The answer must be an exact copy of every record below.
*** Opening of EXTRACTED INFORMATION ***
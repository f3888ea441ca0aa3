//! Schema-less access to JSON response bodies.
//!
//! The ledger service's response shapes are not a fixed contract for the
//! harness, so bodies are kept as generic [`serde_json::Value`] trees and
//! read through accessors that return `None` for anything missing or of the
//! wrong type instead of failing.

use serde_json::Value;

/// A parsed JSON body with tolerant, path-based accessors.
#[derive(Debug, Clone, PartialEq)]
pub struct ResponseBody {
    value: Value,
}

impl ResponseBody {
    /// Parses a raw body. Empty or non-JSON text yields `None`.
    pub fn parse(raw: &str) -> Option<Self> {
        if raw.trim().is_empty() {
            return None;
        }
        serde_json::from_str(raw).ok().map(Self::from_value)
    }

    pub fn from_value(value: Value) -> Self {
        Self { value }
    }

    pub fn as_value(&self) -> &Value {
        &self.value
    }

    pub fn into_value(self) -> Value {
        self.value
    }

    /// Looks up a dot-separated path (e.g., `"account.id"`).
    pub fn get(&self, path: &str) -> Option<&Value> {
        lookup(&self.value, path)
    }

    /// Returns true if the path exists and is not JSON `null`.
    pub fn contains(&self, path: &str) -> bool {
        self.get(path).is_some()
    }

    pub fn str_field(&self, path: &str) -> Option<&str> {
        self.get(path).and_then(Value::as_str)
    }

    pub fn f64_field(&self, path: &str) -> Option<f64> {
        self.get(path).and_then(Value::as_f64)
    }
}

/// Resolves a dot-separated object path inside `value`.
///
/// JSON `null` is treated the same as an absent key.
pub fn lookup<'a>(value: &'a Value, path: &str) -> Option<&'a Value> {
    let mut current = value;
    for segment in path.split('.') {
        current = current.as_object()?.get(segment)?;
    }
    if current.is_null() { None } else { Some(current) }
}

/// Compares two JSON values, treating numbers by numeric value.
///
/// `100`, `100.0` and `1e2` are all equal; every other type compares
/// structurally.
pub fn values_match(expected: &Value, actual: &Value) -> bool {
    match (expected, actual) {
        (Value::Number(a), Value::Number(b)) => match (a.as_f64(), b.as_f64()) {
            (Some(a), Some(b)) => {
                let scale = a.abs().max(b.abs()).max(1.0);
                (a - b).abs() <= f64::EPSILON * scale
            }
            _ => a == b,
        },
        _ => expected == actual,
    }
}

/// Renders a value for result messages: strings quoted without JSON
/// escaping, everything else as compact JSON.
pub fn display_value(value: &Value) -> String {
    match value {
        Value::String(s) => format!("\"{}\"", s),
        other => other.to_string(),
    }
}

/// Converts an identifier-like value to a string (strings and numbers only).
pub fn as_identifier(value: &Value) -> Option<String> {
    match value {
        Value::String(s) if !s.is_empty() => Some(s.clone()),
        Value::Number(n) => Some(n.to_string()),
        _ => None,
    }
}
*** Close of EXTRACTED INFORMATION ***
RESPONSE TO THE EXERCISE —
repository f3888ea441ca0aa3
//! Schema-less access to JSON response bodies.
//!
//! The ledger service's response shapes are not a fixed contract for the
//! harness, so bodies are kept as generic [`serde_json::Value`] trees and
//! read through accessors that return `None` for anything missing or of the
//! wrong type instead of failing.

use serde_json::Value;

/// A parsed JSON body with tolerant, path-based accessors.
#[derive(Debug, Clone, PartialEq)]
pub struct ResponseBody {
    value: Value,
}

impl ResponseBody {
    /// Parses a raw body. Empty or non-JSON text yields `None`.
    pub fn parse(raw: &str) -> Option<Self> {
        if raw.trim().is_empty() {
            return None;
        }
        serde_json::from_str(raw).ok().map(Self::from_value)
    }

    pub fn from_value(value: Value) -> Self {
        Self { value }
    }

    pub fn as_value(&self) -> &Value {
        &self.value
    }

    pub fn into_value(self) -> Value {
        self.value
    }

    /// Looks up a dot-separated path (e.g., `"account.id"`).
    pub fn get(&self, path: &str) -> Option<&Value> {
        lookup(&self.value, path)
    }

    /// Returns true if the path exists and is not JSON `null`.
    pub fn contains(&self, path: &str) -> bool {
        self.get(path).is_some()
    }

    pub fn str_field(&self, path: &str) -> Option<&str> {
        self.get(path).and_then(Value::as_str)
    }

    pub fn f64_field(&self, path: &str) -> Option<f64> {
        self.get(path).and_then(Value::as_f64)
    }
}

/// Resolves a dot-separated object path inside `value`.
///
/// JSON `null` is treated the same as an absent key.
pub fn lookup<'a>(value: &'a Value, path: &str) -> Option<&'a Value> {
    let mut current = value;
    for segment in path.split('.') {
        current = current.as_object()?.get(segment)?;
    }
    if current.is_null() { None } else { Some(current) }
}

/// Compares two JSON values, treating numbers by numeric value.
///
/// `100`, `100.0` and `1e2` are all equal; every other type compares
/// structurally.
pub fn values_match(expected: &Value, actual: &Value) -> bool {
    match (expected, actual) {
        (Value::Number(a), Value::Number(b)) => match (a.as_f64(), b.as_f64()) {
            (Some(a), Some(b)) => {
                let scale = a.abs().max(b.abs()).max(1.0);
                (a - b).abs() <= f64::EPSILON * scale
            }
            _ => a == b,
        },
        _ => expected == actual,
    }
}

/// Renders a value for result messages: strings quoted without JSON
/// escaping, everything else as compact JSON.
pub fn display_value(value: &Value) -> String {
    match value {
        Value::String(s) => format!("\"{}\"", s),
        other => other.to_string(),
    }
}

/// Converts an identifier-like value to a string (strings and numbers only).
pub fn as_identifier(value: &Value) -> Option<String> {
    match value {
        Value::String(s) if !s.is_empty() => Some(s.clone()),
        Value::Number(n) => Some(n.to_string()),
        _ => None,
    }
}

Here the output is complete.